== Segment start ==

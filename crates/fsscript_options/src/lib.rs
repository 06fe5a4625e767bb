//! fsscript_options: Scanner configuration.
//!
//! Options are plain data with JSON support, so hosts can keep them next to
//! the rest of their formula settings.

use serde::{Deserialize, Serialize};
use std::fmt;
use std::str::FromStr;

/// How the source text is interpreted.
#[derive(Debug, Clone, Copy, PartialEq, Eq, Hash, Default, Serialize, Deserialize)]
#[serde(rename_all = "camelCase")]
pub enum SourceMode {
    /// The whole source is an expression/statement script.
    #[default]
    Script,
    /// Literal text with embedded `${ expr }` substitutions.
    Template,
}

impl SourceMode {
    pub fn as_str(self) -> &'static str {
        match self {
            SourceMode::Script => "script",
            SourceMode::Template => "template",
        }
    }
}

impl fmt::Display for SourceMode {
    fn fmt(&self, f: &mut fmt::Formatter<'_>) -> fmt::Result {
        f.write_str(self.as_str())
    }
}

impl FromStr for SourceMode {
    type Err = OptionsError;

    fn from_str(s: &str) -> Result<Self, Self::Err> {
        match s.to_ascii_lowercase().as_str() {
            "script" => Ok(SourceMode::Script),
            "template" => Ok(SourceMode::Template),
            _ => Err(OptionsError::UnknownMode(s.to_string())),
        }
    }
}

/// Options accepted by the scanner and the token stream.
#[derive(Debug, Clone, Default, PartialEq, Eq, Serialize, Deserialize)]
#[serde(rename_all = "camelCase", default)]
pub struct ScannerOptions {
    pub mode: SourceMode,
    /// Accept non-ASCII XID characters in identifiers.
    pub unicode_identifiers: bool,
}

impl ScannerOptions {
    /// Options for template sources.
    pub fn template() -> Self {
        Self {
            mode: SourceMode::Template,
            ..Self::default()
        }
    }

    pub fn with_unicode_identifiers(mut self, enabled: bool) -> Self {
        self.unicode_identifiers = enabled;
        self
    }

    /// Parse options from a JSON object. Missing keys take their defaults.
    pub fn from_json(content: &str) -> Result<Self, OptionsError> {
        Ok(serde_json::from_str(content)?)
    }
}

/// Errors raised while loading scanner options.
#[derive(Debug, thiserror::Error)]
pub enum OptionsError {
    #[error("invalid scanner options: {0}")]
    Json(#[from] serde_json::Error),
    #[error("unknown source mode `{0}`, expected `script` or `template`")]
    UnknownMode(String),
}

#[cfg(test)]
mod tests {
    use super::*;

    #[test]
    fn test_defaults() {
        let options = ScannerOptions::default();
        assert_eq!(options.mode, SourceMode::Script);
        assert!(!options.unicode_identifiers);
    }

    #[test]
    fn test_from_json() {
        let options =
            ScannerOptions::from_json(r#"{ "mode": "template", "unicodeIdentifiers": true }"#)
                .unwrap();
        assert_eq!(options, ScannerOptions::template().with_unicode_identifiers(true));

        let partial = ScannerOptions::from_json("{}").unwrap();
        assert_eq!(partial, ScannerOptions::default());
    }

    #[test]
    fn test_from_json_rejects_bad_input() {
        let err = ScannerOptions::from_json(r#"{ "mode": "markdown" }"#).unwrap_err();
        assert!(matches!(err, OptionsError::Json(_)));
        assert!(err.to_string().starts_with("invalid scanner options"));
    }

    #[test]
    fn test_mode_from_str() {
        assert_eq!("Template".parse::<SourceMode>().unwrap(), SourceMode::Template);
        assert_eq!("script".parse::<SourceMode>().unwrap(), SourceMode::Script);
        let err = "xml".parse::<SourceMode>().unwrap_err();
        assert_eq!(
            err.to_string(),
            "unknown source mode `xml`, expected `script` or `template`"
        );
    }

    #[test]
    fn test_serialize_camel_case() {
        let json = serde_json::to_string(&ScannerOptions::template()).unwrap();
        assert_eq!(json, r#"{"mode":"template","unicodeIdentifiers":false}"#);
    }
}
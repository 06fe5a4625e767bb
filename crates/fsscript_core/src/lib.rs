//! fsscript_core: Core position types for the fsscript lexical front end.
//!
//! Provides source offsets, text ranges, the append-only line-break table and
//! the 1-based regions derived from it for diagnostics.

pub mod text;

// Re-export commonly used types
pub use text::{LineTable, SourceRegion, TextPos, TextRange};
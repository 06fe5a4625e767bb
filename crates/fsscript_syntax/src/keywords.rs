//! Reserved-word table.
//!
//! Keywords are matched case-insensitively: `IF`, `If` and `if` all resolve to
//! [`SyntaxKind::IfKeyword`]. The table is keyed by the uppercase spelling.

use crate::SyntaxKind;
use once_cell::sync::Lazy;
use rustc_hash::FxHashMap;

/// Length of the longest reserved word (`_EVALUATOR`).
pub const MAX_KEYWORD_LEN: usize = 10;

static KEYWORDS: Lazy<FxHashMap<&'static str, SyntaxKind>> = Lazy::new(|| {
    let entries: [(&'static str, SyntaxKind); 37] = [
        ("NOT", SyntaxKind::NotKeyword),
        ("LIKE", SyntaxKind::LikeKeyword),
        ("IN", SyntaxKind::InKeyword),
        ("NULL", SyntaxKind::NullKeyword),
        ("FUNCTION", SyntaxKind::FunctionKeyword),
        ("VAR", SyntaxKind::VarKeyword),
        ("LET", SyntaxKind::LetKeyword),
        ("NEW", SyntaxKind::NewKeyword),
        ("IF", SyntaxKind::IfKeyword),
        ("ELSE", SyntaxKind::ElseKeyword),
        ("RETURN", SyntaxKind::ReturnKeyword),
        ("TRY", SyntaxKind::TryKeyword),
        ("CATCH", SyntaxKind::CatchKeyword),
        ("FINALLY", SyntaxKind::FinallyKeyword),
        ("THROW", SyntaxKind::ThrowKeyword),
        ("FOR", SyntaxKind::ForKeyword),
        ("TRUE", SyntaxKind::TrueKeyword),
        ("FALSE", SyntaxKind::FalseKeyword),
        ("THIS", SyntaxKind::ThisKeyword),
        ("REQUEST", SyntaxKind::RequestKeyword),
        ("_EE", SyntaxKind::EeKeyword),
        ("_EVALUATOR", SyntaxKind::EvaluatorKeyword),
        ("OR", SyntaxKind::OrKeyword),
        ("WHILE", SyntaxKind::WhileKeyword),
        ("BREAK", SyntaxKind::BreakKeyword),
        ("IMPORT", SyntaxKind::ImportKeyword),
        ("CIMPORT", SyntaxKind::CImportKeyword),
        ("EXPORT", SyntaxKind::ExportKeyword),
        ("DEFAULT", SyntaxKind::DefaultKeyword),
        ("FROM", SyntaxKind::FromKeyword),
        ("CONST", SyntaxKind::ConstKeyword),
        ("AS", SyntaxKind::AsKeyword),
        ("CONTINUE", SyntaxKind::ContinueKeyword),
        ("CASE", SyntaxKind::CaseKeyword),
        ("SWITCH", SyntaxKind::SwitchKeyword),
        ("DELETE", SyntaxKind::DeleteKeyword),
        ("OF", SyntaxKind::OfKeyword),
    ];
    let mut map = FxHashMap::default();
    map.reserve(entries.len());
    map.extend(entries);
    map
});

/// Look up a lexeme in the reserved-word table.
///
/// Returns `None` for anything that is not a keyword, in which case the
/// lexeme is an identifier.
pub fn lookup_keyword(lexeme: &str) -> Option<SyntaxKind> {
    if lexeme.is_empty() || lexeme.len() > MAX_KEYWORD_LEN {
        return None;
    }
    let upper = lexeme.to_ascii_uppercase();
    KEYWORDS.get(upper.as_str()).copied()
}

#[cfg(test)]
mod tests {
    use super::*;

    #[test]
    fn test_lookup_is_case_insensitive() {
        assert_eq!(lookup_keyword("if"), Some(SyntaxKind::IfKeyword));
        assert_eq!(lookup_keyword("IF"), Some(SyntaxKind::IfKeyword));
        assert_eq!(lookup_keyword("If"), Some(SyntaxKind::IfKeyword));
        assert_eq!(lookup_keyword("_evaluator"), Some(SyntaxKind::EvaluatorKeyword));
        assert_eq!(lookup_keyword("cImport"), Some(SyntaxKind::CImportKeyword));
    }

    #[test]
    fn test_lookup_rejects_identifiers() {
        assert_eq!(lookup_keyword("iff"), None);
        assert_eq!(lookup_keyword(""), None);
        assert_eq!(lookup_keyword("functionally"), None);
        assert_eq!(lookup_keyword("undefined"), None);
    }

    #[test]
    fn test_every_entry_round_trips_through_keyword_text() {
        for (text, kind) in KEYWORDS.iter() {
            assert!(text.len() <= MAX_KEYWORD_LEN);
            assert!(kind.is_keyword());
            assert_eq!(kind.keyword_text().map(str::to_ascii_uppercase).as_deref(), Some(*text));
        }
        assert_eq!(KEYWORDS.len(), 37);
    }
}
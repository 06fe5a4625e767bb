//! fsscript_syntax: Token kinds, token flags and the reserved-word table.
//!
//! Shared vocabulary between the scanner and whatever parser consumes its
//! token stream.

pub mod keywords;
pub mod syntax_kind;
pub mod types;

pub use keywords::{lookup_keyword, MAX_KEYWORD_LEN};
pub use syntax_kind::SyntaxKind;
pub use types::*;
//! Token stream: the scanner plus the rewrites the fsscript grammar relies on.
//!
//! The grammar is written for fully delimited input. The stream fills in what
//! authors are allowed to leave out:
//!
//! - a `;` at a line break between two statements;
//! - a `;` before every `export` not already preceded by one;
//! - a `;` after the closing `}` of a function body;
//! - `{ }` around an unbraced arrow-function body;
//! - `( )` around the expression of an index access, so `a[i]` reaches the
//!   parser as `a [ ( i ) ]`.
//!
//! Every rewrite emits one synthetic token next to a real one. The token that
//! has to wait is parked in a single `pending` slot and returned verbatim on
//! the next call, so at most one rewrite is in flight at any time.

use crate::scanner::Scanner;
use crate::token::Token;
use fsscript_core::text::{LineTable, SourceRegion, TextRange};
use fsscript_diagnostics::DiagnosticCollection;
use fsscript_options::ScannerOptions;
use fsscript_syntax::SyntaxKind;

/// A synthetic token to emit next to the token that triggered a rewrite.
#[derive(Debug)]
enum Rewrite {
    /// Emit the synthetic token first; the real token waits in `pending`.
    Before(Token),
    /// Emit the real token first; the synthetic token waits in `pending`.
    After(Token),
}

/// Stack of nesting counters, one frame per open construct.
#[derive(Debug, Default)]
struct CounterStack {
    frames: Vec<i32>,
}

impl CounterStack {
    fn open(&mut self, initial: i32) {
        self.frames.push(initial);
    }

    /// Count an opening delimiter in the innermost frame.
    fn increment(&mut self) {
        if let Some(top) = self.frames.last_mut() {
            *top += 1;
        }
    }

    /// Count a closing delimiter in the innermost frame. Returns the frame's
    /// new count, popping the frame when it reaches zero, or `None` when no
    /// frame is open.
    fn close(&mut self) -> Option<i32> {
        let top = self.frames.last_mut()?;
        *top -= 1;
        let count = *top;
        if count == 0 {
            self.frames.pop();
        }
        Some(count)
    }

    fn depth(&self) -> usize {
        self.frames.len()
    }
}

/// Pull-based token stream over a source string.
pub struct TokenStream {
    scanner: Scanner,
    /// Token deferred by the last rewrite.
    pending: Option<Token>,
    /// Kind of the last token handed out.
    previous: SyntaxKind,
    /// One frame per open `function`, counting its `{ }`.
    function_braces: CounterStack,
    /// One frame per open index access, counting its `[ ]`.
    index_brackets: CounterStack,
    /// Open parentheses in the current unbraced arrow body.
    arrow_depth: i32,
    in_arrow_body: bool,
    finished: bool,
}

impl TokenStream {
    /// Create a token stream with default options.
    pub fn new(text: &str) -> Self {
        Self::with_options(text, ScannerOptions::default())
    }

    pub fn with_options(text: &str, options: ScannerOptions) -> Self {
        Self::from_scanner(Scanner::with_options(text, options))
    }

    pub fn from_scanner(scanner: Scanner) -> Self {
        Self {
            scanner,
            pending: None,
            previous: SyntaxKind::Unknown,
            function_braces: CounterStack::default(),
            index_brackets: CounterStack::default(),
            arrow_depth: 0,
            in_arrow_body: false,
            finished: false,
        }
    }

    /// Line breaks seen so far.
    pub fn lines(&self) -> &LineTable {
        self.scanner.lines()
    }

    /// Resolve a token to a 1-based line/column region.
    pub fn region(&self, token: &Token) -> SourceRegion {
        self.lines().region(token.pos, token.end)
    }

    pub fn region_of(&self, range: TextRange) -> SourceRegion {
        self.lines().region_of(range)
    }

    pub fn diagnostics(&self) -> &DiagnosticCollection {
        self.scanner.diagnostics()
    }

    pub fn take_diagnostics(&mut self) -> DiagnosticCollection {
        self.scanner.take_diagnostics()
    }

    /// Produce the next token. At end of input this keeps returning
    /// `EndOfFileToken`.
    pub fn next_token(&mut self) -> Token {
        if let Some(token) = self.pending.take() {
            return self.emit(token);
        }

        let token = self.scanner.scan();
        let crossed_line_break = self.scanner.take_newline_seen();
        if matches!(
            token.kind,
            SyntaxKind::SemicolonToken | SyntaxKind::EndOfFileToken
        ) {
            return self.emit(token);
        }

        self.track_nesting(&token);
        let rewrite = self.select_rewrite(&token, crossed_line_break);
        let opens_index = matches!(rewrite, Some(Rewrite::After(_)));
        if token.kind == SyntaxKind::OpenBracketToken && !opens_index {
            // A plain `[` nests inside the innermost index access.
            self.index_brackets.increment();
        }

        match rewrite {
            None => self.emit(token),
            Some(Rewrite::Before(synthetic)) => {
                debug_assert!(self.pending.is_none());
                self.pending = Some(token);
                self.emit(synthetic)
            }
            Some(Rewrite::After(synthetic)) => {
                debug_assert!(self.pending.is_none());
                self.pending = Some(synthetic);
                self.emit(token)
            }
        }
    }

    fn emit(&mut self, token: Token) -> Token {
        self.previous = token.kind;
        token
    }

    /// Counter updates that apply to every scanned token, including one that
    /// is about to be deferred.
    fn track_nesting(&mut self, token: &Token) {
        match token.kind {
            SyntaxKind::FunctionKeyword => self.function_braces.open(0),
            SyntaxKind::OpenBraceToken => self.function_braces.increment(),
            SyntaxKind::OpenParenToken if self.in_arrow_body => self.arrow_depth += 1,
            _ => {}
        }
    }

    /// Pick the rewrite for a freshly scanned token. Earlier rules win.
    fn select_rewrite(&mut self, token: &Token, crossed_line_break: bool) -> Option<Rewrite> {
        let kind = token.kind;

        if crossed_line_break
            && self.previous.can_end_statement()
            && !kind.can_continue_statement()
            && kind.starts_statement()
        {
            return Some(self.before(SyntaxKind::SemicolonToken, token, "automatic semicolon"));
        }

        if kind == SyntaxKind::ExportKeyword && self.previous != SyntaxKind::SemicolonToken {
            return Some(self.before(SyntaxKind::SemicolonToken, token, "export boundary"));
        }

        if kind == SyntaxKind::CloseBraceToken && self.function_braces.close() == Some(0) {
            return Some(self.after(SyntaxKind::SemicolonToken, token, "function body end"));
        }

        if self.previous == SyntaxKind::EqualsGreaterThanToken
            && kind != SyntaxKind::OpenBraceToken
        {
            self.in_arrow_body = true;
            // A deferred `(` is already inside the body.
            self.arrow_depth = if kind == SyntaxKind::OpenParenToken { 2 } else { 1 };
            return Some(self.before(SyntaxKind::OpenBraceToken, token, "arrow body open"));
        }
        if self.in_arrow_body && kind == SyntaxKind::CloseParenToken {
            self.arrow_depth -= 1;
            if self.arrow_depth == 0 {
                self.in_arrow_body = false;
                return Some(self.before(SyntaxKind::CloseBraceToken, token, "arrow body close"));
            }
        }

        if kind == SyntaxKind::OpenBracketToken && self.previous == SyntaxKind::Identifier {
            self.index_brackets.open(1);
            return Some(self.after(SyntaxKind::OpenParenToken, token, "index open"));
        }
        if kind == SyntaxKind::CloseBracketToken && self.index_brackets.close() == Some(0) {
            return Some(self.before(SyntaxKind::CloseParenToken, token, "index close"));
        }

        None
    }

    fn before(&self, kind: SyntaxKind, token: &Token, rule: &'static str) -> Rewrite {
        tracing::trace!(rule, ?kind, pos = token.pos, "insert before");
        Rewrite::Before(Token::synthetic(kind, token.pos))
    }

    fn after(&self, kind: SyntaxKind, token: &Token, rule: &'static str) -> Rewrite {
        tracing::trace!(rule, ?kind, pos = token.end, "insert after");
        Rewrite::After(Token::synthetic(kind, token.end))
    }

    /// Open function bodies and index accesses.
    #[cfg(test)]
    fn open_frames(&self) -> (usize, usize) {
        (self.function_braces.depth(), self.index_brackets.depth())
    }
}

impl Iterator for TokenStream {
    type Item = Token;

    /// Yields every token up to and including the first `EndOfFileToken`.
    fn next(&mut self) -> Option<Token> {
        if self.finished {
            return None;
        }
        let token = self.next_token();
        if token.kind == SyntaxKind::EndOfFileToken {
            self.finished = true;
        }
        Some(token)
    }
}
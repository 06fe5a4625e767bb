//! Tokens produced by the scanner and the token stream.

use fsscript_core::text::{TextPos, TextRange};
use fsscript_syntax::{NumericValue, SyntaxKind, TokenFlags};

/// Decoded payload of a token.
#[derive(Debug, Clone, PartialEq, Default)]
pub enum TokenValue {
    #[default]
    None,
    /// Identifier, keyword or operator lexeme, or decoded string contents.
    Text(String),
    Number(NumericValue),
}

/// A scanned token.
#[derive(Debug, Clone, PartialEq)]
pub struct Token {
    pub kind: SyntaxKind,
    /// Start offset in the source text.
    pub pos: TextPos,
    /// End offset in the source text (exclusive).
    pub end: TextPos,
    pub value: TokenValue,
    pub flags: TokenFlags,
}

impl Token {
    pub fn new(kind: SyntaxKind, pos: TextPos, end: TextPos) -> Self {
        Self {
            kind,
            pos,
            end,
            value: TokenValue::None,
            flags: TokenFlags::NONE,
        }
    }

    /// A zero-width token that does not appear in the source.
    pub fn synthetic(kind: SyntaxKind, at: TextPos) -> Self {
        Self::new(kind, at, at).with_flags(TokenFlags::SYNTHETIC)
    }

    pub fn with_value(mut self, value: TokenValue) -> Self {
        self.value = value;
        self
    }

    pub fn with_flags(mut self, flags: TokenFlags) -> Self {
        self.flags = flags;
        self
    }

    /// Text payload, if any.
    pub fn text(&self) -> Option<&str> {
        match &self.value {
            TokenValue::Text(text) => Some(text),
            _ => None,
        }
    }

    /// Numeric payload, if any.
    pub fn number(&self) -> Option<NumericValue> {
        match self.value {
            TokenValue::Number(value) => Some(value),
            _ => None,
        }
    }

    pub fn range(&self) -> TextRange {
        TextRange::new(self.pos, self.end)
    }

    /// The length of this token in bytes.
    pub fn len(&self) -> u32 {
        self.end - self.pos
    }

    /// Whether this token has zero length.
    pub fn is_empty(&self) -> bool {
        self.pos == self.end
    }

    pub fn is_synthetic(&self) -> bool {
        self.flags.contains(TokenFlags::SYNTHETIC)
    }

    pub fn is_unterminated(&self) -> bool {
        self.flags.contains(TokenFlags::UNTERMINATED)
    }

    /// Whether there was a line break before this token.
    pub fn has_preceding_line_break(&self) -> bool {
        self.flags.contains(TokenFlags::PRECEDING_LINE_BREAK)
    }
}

== Segment end ==

REQUIRED ACTION: For the listing above, identify each line bearing "scanned".

OUTPUT OF THE TASK:
    /// Counter updates that apply to every scanned token, including one that
    /// Pick the rewrite for a freshly scanned token. Earlier rules win.
/// A scanned token.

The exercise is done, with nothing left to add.